TEORI POST MODERN: SEBUAH PENGANTAR
Pemakaian
istilah “modern”
secara tersirat menyatakan adanya perkembangan yang
mengikuti teori sosiologi modern. Gagasan ini tampak aneh karena kita telah terbiasa memikirkan sesuatu
yang modern itu sebagai perkembangan yang paling akhir, yang paling baru. Tetapi,
dalam beberapa dekade terakhir dan dalam
beberapa bidang yang berbeda (kesenian, arsitektur, sastra, dan sebagainya) telah terjadi sederetan perkembangan
yang dianggap ada masalah dengan modernitas
yang ingin ditunjukkan dan dijelaskan oleh pakar post modernitas.
Dalam
teori sosiologi, teori modern (dan teori klasik) masih tetap penting dan menonjol dalam disiplin ini. Tetapi post
modernisme makin penting pengaruhnya atas
teori sosiologi dan kini ada peluang untuk mengidentifikasi perkembangan perspektif teoritis dan teoritisi
post-modern. Selanjutnya, karena paling dekat dengan
kemanusiaan orang mengharapkan teoritisi sosiologi akan menjadi teori yang paling terbuka terhadap post-modernisme.
Karena setidaknya sebagian teoritisi
sosiologi makin berorientasi post-modern, kita dapat rnengharapkan bahwa sosiologi yang makin berorientasi
empiris akan semakin dipengaruhi sekurang-kurangnya
oleh beberapa teori sosial postmodernisme.
Dalam
membahas post-modernisme, kita perlu menggeser perhatian kita dari teori-teori sosiologi
ke teori-teori sosial. Meski perbedaan antara keduanya tak jelas, teori sosiologi cenderung
mencerminkan perkembangan yang sebagian besar
terjadi dalam sosiologi dan menjadi sasaran perhatian utama sosiologi. Teori sosial cenderung bersifat multidisiplin.

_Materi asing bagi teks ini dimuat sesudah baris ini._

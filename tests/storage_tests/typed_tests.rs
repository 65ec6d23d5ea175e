//! Tests for TypedStorage
//!
//! These tests verify:
//! - Serde values survive a write/read cycle
//! - Conditional operations compare encoded values
//! - Prefix lookups and typed group members
//! - Decode failures surface as serialization errors

use std::collections::HashMap;

use serde::{Deserialize, Serialize};
use sdlkv::{SdlError, SyncStorage, TypedStorage};

// =============================================================================
// Helper Functions
// =============================================================================

#[derive(Debug, Clone, PartialEq, Serialize, Deserialize)]
struct CellState {
    id: u32,
    name: String,
    neighbours: Vec<u32>,
}

fn cell(id: u32) -> CellState {
    CellState {
        id,
        name: format!("cell-{}", id),
        neighbours: vec![id + 1, id + 2],
    }
}

// =============================================================================
// Value Tests
// =============================================================================

#[test]
fn test_struct_value() {
    let sdl = SyncStorage::in_memory();
    let typed = TypedStorage::new(&sdl);

    typed.set("ns", "cell", &cell(7)).unwrap();

    assert_eq!(typed.get::<CellState>("ns", "cell").unwrap(), Some(cell(7)));
    assert_eq!(typed.get::<CellState>("ns", "missing").unwrap(), None);
}

#[test]
fn test_typed_set_if_and_remove_if() {
    let sdl = SyncStorage::in_memory();
    let typed = TypedStorage::new(&sdl);
    typed.set("ns", "n", &1u64).unwrap();

    assert!(!typed.set_if("ns", "n", &5u64, &6u64).unwrap());
    assert!(typed.set_if("ns", "n", &1u64, &2u64).unwrap());
    assert!(!typed.set_if_not_exists("ns", "n", &9u64).unwrap());
    assert!(typed.remove_if("ns", "n", &2u64).unwrap());
    assert_eq!(typed.get::<u64>("ns", "n").unwrap(), None);
}

#[test]
fn test_find_and_get_by_prefix() {
    let sdl = SyncStorage::in_memory();
    let typed = TypedStorage::new(&sdl);
    typed.set("ns", "cell_1", &cell(1)).unwrap();
    typed.set("ns", "cell_2", &cell(2)).unwrap();
    typed.set("ns", "other", &cell(3)).unwrap();

    let found = typed.find_and_get::<CellState>("ns", "cell_").unwrap();

    assert_eq!(found.len(), 2);
    assert_eq!(found["cell_2"], cell(2));
}

#[test]
fn test_typed_members() {
    let sdl = SyncStorage::in_memory();
    let typed = TypedStorage::new(&sdl);

    typed.add_member("ns", "ids", &10u32).unwrap();
    typed.add_member("ns", "ids", &20u32).unwrap();
    typed.remove_member("ns", "ids", &10u32).unwrap();

    assert!(typed.is_member("ns", "ids", &20u32).unwrap());
    assert!(!typed.is_member("ns", "ids", &10u32).unwrap());
    let members = typed.get_members::<u32>("ns", "ids").unwrap();
    assert_eq!(members.into_iter().collect::<Vec<_>>(), vec![20]);
}

#[test]
fn test_undecodable_value_is_serialization_error() {
    let sdl = SyncStorage::in_memory();
    let typed = TypedStorage::new(&sdl);
    let mut raw = HashMap::new();
    raw.insert("k".to_string(), vec![1u8]);
    typed.raw().set("ns", &raw).unwrap();

    assert!(matches!(
        typed.get::<CellState>("ns", "k"),
        Err(SdlError::Serialization(_))
    ));
}
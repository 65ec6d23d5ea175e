//! One store endpoint: connection pool, pub/sub reader and event dispatcher

use std::time::Duration;

use parking_lot::Mutex;
use r2d2::{ManageConnection, Pool, PooledConnection};
use redis::sentinel::{SentinelClient, SentinelServerType};
use redis::{Client, Connection, ConnectionLike, RedisError};

use crate::config::{Config, Endpoint};
use crate::error::{Result, SdlError};
use crate::events::EventDispatcher;

use super::subscriber::{ReadTimeouts, Subscriber};

/// Keys requested per SCAN round trip
const SCAN_COUNT: usize = 1000;

// =============================================================================
// Connection Manager
// =============================================================================

enum Source {
    Direct(Client),
    // SentinelClient::get_connection takes &mut self
    Sentinel(Mutex<SentinelClient>),
}

/// Opens connections to one endpoint, resolving the master through the
/// sentinel on every connect so a failover is picked up by new connections
pub struct EndpointManager {
    source: Source,
    connect_timeout: Duration,
}

impl EndpointManager {
    pub fn new(endpoint: &Endpoint, connect_timeout: Duration) -> Result<Self> {
        let source = match endpoint {
            Endpoint::Direct { host, port } => {
                let client = Client::open(format!("redis://{}:{}/0", host, port))
                    .map_err(|e| SdlError::Config(format!("invalid endpoint {}: {}", endpoint, e)))?;
                Source::Direct(client)
            }
            Endpoint::Sentinel {
                host,
                port,
                master_name,
            } => {
                let client = SentinelClient::build(
                    vec![format!("redis://{}:{}", host, port)],
                    master_name.clone(),
                    None,
                    SentinelServerType::Master,
                )
                .map_err(|e| SdlError::Config(format!("invalid endpoint {}: {}", endpoint, e)))?;
                Source::Sentinel(Mutex::new(client))
            }
        };
        Ok(Self {
            source,
            connect_timeout,
        })
    }
}

impl ManageConnection for EndpointManager {
    type Connection = Connection;
    type Error = RedisError;

    fn connect(&self) -> std::result::Result<Connection, RedisError> {
        match &self.source {
            Source::Direct(client) => client.get_connection_with_timeout(self.connect_timeout),
            Source::Sentinel(client) => client.lock().get_connection(),
        }
    }

    fn is_valid(&self, conn: &mut Connection) -> std::result::Result<(), RedisError> {
        redis::cmd("PING").query::<()>(conn)
    }

    fn has_broken(&self, conn: &mut Connection) -> bool {
        !conn.is_open()
    }
}

// =============================================================================
// Shard
// =============================================================================

/// Everything bound to one endpoint
pub struct Shard {
    pub endpoint: Endpoint,
    pool: Pool<EndpointManager>,
    pub dispatcher: EventDispatcher,
    pub subscriber: Subscriber,
}

impl Shard {
    /// Prepare a shard without touching the network
    ///
    /// Connections are opened on first use, so construction succeeds while
    /// the store is still unreachable.
    pub fn new(index: usize, endpoint: Endpoint, config: &Config) -> Result<Self> {
        let connect_timeout = Duration::from_millis(config.connect_timeout_ms.max(1));

        let pool = Pool::builder()
            .max_size(config.max_connections.max(1))
            .min_idle(Some(0))
            .test_on_check_out(false)
            .connection_timeout(connect_timeout)
            .build_unchecked(EndpointManager::new(&endpoint, connect_timeout)?);

        let label = format!("shard{}", index);
        let dispatcher = EventDispatcher::new(label.clone());
        let subscriber = Subscriber::new(
            label,
            EndpointManager::new(&endpoint, connect_timeout)?,
            dispatcher.sender(),
            read_timeouts(config),
        );

        Ok(Self {
            endpoint,
            pool,
            dispatcher,
            subscriber,
        })
    }

    /// Check out a pooled connection
    pub fn conn(&self) -> Result<PooledConnection<EndpointManager>> {
        self.pool.get().map_err(|e| {
            tracing::warn!(endpoint = %self.endpoint, "no connection: {}", e);
            SdlError::NotConnected(format!("{}: {}", self.endpoint, e))
        })
    }

    /// Whether the endpoint answers a PING
    pub fn ping(&self) -> Result<bool> {
        let mut conn = self.conn()?;
        let reply: String = redis::cmd("PING").query(&mut *conn)?;
        Ok(reply == "PONG")
    }

    /// Stop the pub/sub reader and the delivery thread
    pub fn close(&self) {
        self.subscriber.shutdown();
        self.dispatcher.shutdown();
    }
}

/// Collect every key matching `pattern` with a cursor-driven SCAN
///
/// SCAN may report a key more than once; the result is sorted and deduplicated.
pub fn scan_keys(conn: &mut Connection, pattern: &str) -> Result<Vec<String>> {
    let mut cursor: u64 = 0;
    let mut keys = Vec::new();
    loop {
        let (next, batch): (u64, Vec<String>) = redis::cmd("SCAN")
            .arg(cursor)
            .arg("MATCH")
            .arg(pattern)
            .arg("COUNT")
            .arg(SCAN_COUNT)
            .query(&mut *conn)?;
        keys.extend(batch);
        if next == 0 {
            break;
        }
        cursor = next;
    }
    keys.sort();
    keys.dedup();
    Ok(keys)
}

/// Index of the shard owning a namespace
pub fn shard_index(ns: &str, shard_count: usize) -> usize {
    if shard_count <= 1 {
        return 0;
    }
    crc32fast::hash(ns.as_bytes()) as usize % shard_count
}

/// Reader timeouts: the configured poll interval for messages, the connect
/// timeout for subscription confirmations
fn read_timeouts(config: &Config) -> ReadTimeouts {
    ReadTimeouts {
        poll: Duration::from_millis(config.subscriber_poll_ms.max(1)),
        control: Duration::from_millis(config.connect_timeout_ms.max(1)),
    }
}
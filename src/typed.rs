//! Typed value layer
//!
//! Stores any `serde` value by encoding it with `bincode` before it reaches
//! the storage facade. Values written through this layer must be read back
//! through it with the same type; the byte layout is bincode's.

use std::collections::{BTreeMap, HashMap, HashSet};

use serde::de::DeserializeOwned;
use serde::Serialize;

use crate::error::Result;
use crate::storage::SyncStorage;

/// Serializing view over a [`SyncStorage`]
#[derive(Clone, Copy)]
pub struct TypedStorage<'a> {
    storage: &'a SyncStorage,
}

impl<'a> TypedStorage<'a> {
    pub fn new(storage: &'a SyncStorage) -> Self {
        Self { storage }
    }

    /// The underlying raw storage
    pub fn raw(&self) -> &'a SyncStorage {
        self.storage
    }

    // =========================================================================
    // Values
    // =========================================================================

    pub fn set<T: Serialize>(&self, ns: &str, key: &str, value: &T) -> Result<()> {
        let mut data = HashMap::with_capacity(1);
        data.insert(key.to_string(), encode(value)?);
        self.storage.set(ns, &data)
    }

    pub fn set_if<T: Serialize>(&self, ns: &str, key: &str, old_value: &T, new_value: &T) -> Result<bool> {
        self.storage
            .set_if(ns, key, &encode(old_value)?, &encode(new_value)?)
    }

    pub fn set_if_not_exists<T: Serialize>(&self, ns: &str, key: &str, value: &T) -> Result<bool> {
        self.storage.set_if_not_exists(ns, key, &encode(value)?)
    }

    /// Decoded value of `key`, `None` when absent
    pub fn get<T: DeserializeOwned>(&self, ns: &str, key: &str) -> Result<Option<T>> {
        match self.storage.get(ns, [key])?.remove(key) {
            Some(bytes) => Ok(Some(decode(&bytes)?)),
            None => Ok(None),
        }
    }

    /// Decoded values of every key starting with `prefix`
    pub fn find_and_get<T: DeserializeOwned>(&self, ns: &str, prefix: &str) -> Result<BTreeMap<String, T>> {
        self.storage
            .find_and_get(ns, &format!("{}*", escape_glob(prefix)))?
            .into_iter()
            .map(|(key, bytes)| decode(&bytes).map(|value| (key, value)))
            .collect()
    }

    pub fn remove_if<T: Serialize>(&self, ns: &str, key: &str, value: &T) -> Result<bool> {
        self.storage.remove_if(ns, key, &encode(value)?)
    }

    // =========================================================================
    // Groups
    // =========================================================================

    pub fn add_member<T: Serialize>(&self, ns: &str, group: &str, member: &T) -> Result<()> {
        self.storage.add_member(ns, group, [encode(member)?])
    }

    pub fn remove_member<T: Serialize>(&self, ns: &str, group: &str, member: &T) -> Result<()> {
        self.storage.remove_member(ns, group, [encode(member)?])
    }

    pub fn is_member<T: Serialize>(&self, ns: &str, group: &str, member: &T) -> Result<bool> {
        self.storage.is_member(ns, group, &encode(member)?)
    }

    /// Decoded members; fails if any member does not decode as `T`
    pub fn get_members<T>(&self, ns: &str, group: &str) -> Result<HashSet<T>>
    where
        T: DeserializeOwned + Eq + std::hash::Hash,
    {
        self.storage
            .get_members(ns, group)?
            .iter()
            .map(|bytes| decode(bytes))
            .collect()
    }
}

fn encode<T: Serialize>(value: &T) -> Result<Vec<u8>> {
    Ok(bincode::serialize(value)?)
}

fn decode<T: DeserializeOwned>(bytes: &[u8]) -> Result<T> {
    Ok(bincode::deserialize(bytes)?)
}

/// Escape glob metacharacters so a prefix matches literally
fn escape_glob(text: &str) -> String {
    let mut out = String::with_capacity(text.len());
    for c in text.chars() {
        if matches!(c, '*' | '?' | '[' | ']' | '\\') {
            out.push('\\');
        }
        out.push(c);
    }
    out
}
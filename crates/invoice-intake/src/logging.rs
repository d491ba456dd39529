//! Process-wide logging: human-readable lines to stderr and to an
//! append-only log file.

use std::fs::{File, OpenOptions};
use std::path::Path;
use std::sync::Mutex;

use tracing_subscriber::field::MakeExt;
use tracing_subscriber::fmt::format;
use tracing_subscriber::{layer::SubscriberExt, EnvFilter, Layer};

use crate::error::LoggingError;

const DEFAULT_LOG_FILTER: &str = "invoice_intake=info,invoice_intake_cli=info";
const VERBOSE_LOG_FILTER: &str = "invoice_intake=debug,invoice_intake_cli=debug";

/// Installs the global subscriber. `RUST_LOG` overrides the default filter.
///
/// Records from crates that use the `log` macros are forwarded as well.
pub fn init_logging(log_file: &Path, verbose: bool) -> Result<(), LoggingError> {
    let file = open_log_file(log_file)?;

    let subscriber = tracing_subscriber::registry()
        .with(
            tracing_subscriber::fmt::layer()
                .with_writer(std::io::stderr)
                .with_target(false)
                .with_filter(log_filter(verbose)),
        )
        .with(
            tracing_subscriber::fmt::layer()
                .with_writer(Mutex::new(file))
                .with_ansi(false)
                .fmt_fields(plain_fields())
                .with_filter(log_filter(verbose)),
        );

    tracing::subscriber::set_global_default(subscriber)
        .map_err(|e| LoggingError::Install(e.to_string()))?;
    tracing_log::LogTracer::init().map_err(|e| LoggingError::Install(e.to_string()))?;

    Ok(())
}

/// Field formatter for the log file. Span fields are cached per formatter
/// type, so sharing the stderr layer's default formatter would leak its ANSI
/// styling into the file.
fn plain_fields() -> impl for<'writer> format::FormatFields<'writer> + Send + Sync + 'static {
    format::debug_fn(|writer, field, value| match field.name() {
        "message" => write!(writer, "{:?}", value),
        // Metadata of records bridged from `log`, already in the line prefix
        name if name.starts_with("log.") => Ok(()),
        name => write!(writer, "{}={:?}", name, value),
    })
    .delimited(" ")
}

fn log_filter(verbose: bool) -> EnvFilter {
    let default = if verbose {
        VERBOSE_LOG_FILTER
    } else {
        DEFAULT_LOG_FILTER
    };
    EnvFilter::try_from_default_env().unwrap_or_else(|_| EnvFilter::new(default))
}

/// Opens the log file for appending, creating it and its parent as needed.
pub fn open_log_file(path: &Path) -> Result<File, LoggingError> {
    let open_error = |source: std::io::Error| LoggingError::OpenFile {
        path: path.to_path_buf(),
        source,
    };

    if let Some(parent) = path.parent().filter(|p| !p.as_os_str().is_empty()) {
        std::fs::create_dir_all(parent).map_err(open_error)?;
    }

    OpenOptions::new()
        .create(true)
        .append(true)
        .open(path)
        .map_err(open_error)
}
use crate::extractor::ExtractedFields;
use crate::heuristics::FilenameGuess;
use crate::worker::job::Job;

use super::progress::{ProgressEvent, ProgressReporter};
use super::stage::Stage;

pub struct PipelineContext {
    pub job: Job,

    pub original_file: String,

    // Filename fallbacks, available from detection onwards
    pub fallback: FilenameGuess,

    // Extracting result; empty fields when extraction failed
    pub extracted: ExtractedFields,
    pub extraction_error: Option<String>,

    stage: Stage,
}

impl PipelineContext {
    pub fn new(job: Job) -> Self {
        let original_file = job.original_file();
        let fallback = FilenameGuess::from_filename(&original_file);
        Self {
            job,
            original_file,
            fallback,
            extracted: ExtractedFields::default(),
            extraction_error: None,
            stage: Stage::Detected,
        }
    }

    /// Moves to the next stage and reports it. Stages are never skipped.
    pub(crate) fn advance(&mut self, progress: &dyn ProgressReporter) {
        if let Some(next) = self.stage.next() {
            self.stage = next;
            progress.report(ProgressEvent::Stage(next));
        }
    }
}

Sebenamya, setidaknya sebagian teori yang telah
dibahas sebelumnya, terutama teori neo-Marxisme dan teori tentang agen struktur, lebih tepat dilukiskan sebagai
teori sosial. Bagaimanapun juga, sudah jelas bahwa
teori-teori post-modern paling tepat dipandang sebagai teori sosial.
Kini
Sosiologi menghadapi situasi serupa dengan yang pernah dihadapi oleh sejumlah bidang ilmu, terutama oleh
kesenian liberal, pada dekade yang lalu:
Momen
post-modern telah tiba dan intelektual, seniman, dan pengkaji kultural yang kebingungan berpikir
apakah mereka harus ikut rombongan dan bergabung
dengan karnaval ataukah menonton di pinggir lapangan hingga mode baru itu lenyap ke dalam pusingan
mode kultural (Kellner, 1989b: 1-2)
Meski
banyak sosiolog dan teoritisi sosiologi masih menggangap post modernisme sebagai sebuah mode (dan
terus melihatnya lebih menyupai karnaval daripada
sebagai upaya ilmiah serius), faktanya adalah bahwa post modernisme tak bisa diabaikan lagi oleh teoritisi
sosiologi (Dandaneau, 2001). Dalam teori sosial masa
kini, post-modernisme telah menjadi “permainan terpanas di kota”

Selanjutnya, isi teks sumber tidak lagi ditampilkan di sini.